Good Ideas Don't Require Force: Lessons from a Non-Coercive Upbringing

• FFF - Tess Brunecz

Being nine months pregnant tends to make most women wax nostalgic about their childhood, reflect on the way their parents parented, and consider who they want their child to be someday. So as I sit here in the final weeks of my pregnancy with my first child, I'm being bombarded by a loud inner voice yelling all the things that a brain can come up with to make a new mom as insecure as possible.

"What if you mess him up?"

"Are you actually capable of homeschooling?"

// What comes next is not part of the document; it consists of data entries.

pub mod estimator;
pub mod protocol;
pub mod session;
pub mod tracker;
pub mod types;

use anyhow::Result;
use tokio::io::AsyncReadExt;
use tokio::net::TcpStream;
use tokio::sync::{mpsc, watch};
use tokio::task::JoinHandle;
use tracing::{debug, error, info, trace, warn};

use protocol::FeedParser;
use session::{ExerciseSession, SessionConfig};
use types::{MotionReading, RepResult};

/// Commands forwarded to the feed task.
enum SessionCommand {
    Reset,
    Configure(SessionConfig),
}

/// Client for a wearable streaming the text sample feed over TCP.
///
/// Owns a background task that decodes the feed and drives one
/// [`ExerciseSession`]. The latest reading is published through a watch
/// channel; repetition results queue up in completion order.
pub struct SensorClient {
    reading_rx: watch::Receiver<MotionReading>,
    rep_rx: mpsc::UnboundedReceiver<RepResult>,
    command_tx: mpsc::UnboundedSender<SessionCommand>,
    _task: JoinHandle<()>,
}

impl SensorClient {
    /// Connect to the sensor's feed endpoint and start processing.
    pub async fn connect(endpoint: &str, config: SessionConfig) -> Result<Self> {
        let session = ExerciseSession::new(config)?;

        info!(%endpoint, "Connecting to motion sensor");
        let stream = TcpStream::connect(endpoint).await?;
        info!("Connected to motion sensor");

        let (reading_tx, reading_rx) = watch::channel(MotionReading::default());
        let (rep_tx, rep_rx) = mpsc::unbounded_channel();
        let (command_tx, command_rx) = mpsc::unbounded_channel();

        let task = tokio::spawn(feed_loop(stream, session, reading_tx, rep_tx, command_rx));

        Ok(Self {
            reading_rx,
            rep_rx,
            command_tx,
            _task: task,
        })
    }

    /// Create a client with no sensor attached, for development without
    /// the wearable. It publishes nothing and completes no repetitions.
    pub fn mock() -> Self {
        info!("Creating mock sensor client");
        let (reading_tx, reading_rx) = watch::channel(MotionReading::default());
        let (rep_tx, rep_rx) = mpsc::unbounded_channel();
        let (command_tx, _command_rx) = mpsc::unbounded_channel();

        let task = tokio::spawn(async move {
            // Hold the senders so the receivers stay open.
            let _channels = (reading_tx, rep_tx);
            let _ = tokio::signal::ctrl_c().await;
        });

        Self {
            reading_rx,
            rep_rx,
            command_tx,
            _task: task,
        }
    }

    /// Watch handle onto the latest angle/momentum reading, for display
    /// loops that poll independently of repetition events.
    pub fn readings(&self) -> watch::Receiver<MotionReading> {
        self.reading_rx.clone()
    }

    /// Next completed repetition, in completion order. Resolves to `None`
    /// once the feed task has shut down.
    pub async fn next_rep(&mut self) -> Option<RepResult> {
        self.rep_rx.recv().await
    }

    /// Abandon any repetition in flight and restart the session state.
    pub fn reset(&self) {
        let _ = self.command_tx.send(SessionCommand::Reset);
    }

    /// Swap in new thresholds and smoothing, effective from the next
    /// frame. Invalid combinations are rejected inside the feed task and
    /// logged; the previous configuration stays active.
    pub fn configure(&self, config: SessionConfig) {
        let _ = self.command_tx.send(SessionCommand::Configure(config));
    }
}

/// Background task: read the socket, decode the feed, run the session.
async fn feed_loop(
    mut stream: TcpStream,
    mut session: ExerciseSession,
    reading_tx: watch::Sender<MotionReading>,
    rep_tx: mpsc::UnboundedSender<RepResult>,
    mut command_rx: mpsc::UnboundedReceiver<SessionCommand>,
) {
    let mut parser = FeedParser::new();
    let mut buf = [0u8; 4096];
    let mut frame_count: u64 = 0;

    loop {
        tokio::select! {
            result = stream.read(&mut buf) => {
                match result {
                    Ok(0) => {
                        warn!("Sensor connection closed");
                        break;
                    }
                    Ok(n) => {
                        parser.push_data(&buf[..n]);

                        while let Some(decoded) = parser.next_frame() {
                            let frame = match decoded {
                                Ok(frame) => frame,
                                Err(e) => {
                                    trace!(?e, "Skipping undecodable feed line");
                                    continue;
                                }
                            };

                            match session.update(&frame) {
                                Ok(tick) => {
                                    let _ = reading_tx.send(tick.reading);
                                    if let Some(rep) = tick.rep {
                                        if rep_tx.send(rep).is_err() {
                                            debug!("Rep receiver dropped, stopping feed task");
                                            return;
                                        }
                                    }
                                }
                                Err(e) => {
                                    warn!(?e, "Dropping invalid sample frame");
                                }
                            }

                            frame_count += 1;
                            if frame_count % 1000 == 0 {
                                debug!(frame_count, "Feed frames processed");
                            }
                        }
                    }
                    Err(e) => {
                        error!(?e, "Sensor read error");
                        break;
                    }
                }
            }
            Some(command) = command_rx.recv() => {
                match command {
                    SessionCommand::Reset => {
                        info!("Session reset");
                        session.reset();
                    }
                    SessionCommand::Configure(config) => {
                        match session.configure(config) {
                            Ok(()) => info!("Session reconfigured"),
                            Err(e) => warn!(?e, "Rejected session reconfiguration"),
                        }
                    }
                }
            }
        }
    }
}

"How firm are your beliefs?"

"Were your parents right?"

I've been given a very unique opportunity in this life. Unlike most people in their early twenties I actually believe that my parents did an incredible job raising me. Teenage me would be pissed that I would ever willingly put that in writing, but as it turns out…they were right about pretty much everything. In adulthood I've chosen to participate in the same religion I was raised in, I agree with and proudly support a similar political philosophy, and I plan on educating my children in a nearly identical way. In short, I hope that someday my son will be writing somewhere and pen the words: "I'm so lucky my grandparents raised my mom the way they did." When I say things like this to my peers they're dumbfounded. Their response always echoes the same line of thinking: "Well I modeled my life in the complete opposite of my upbringing."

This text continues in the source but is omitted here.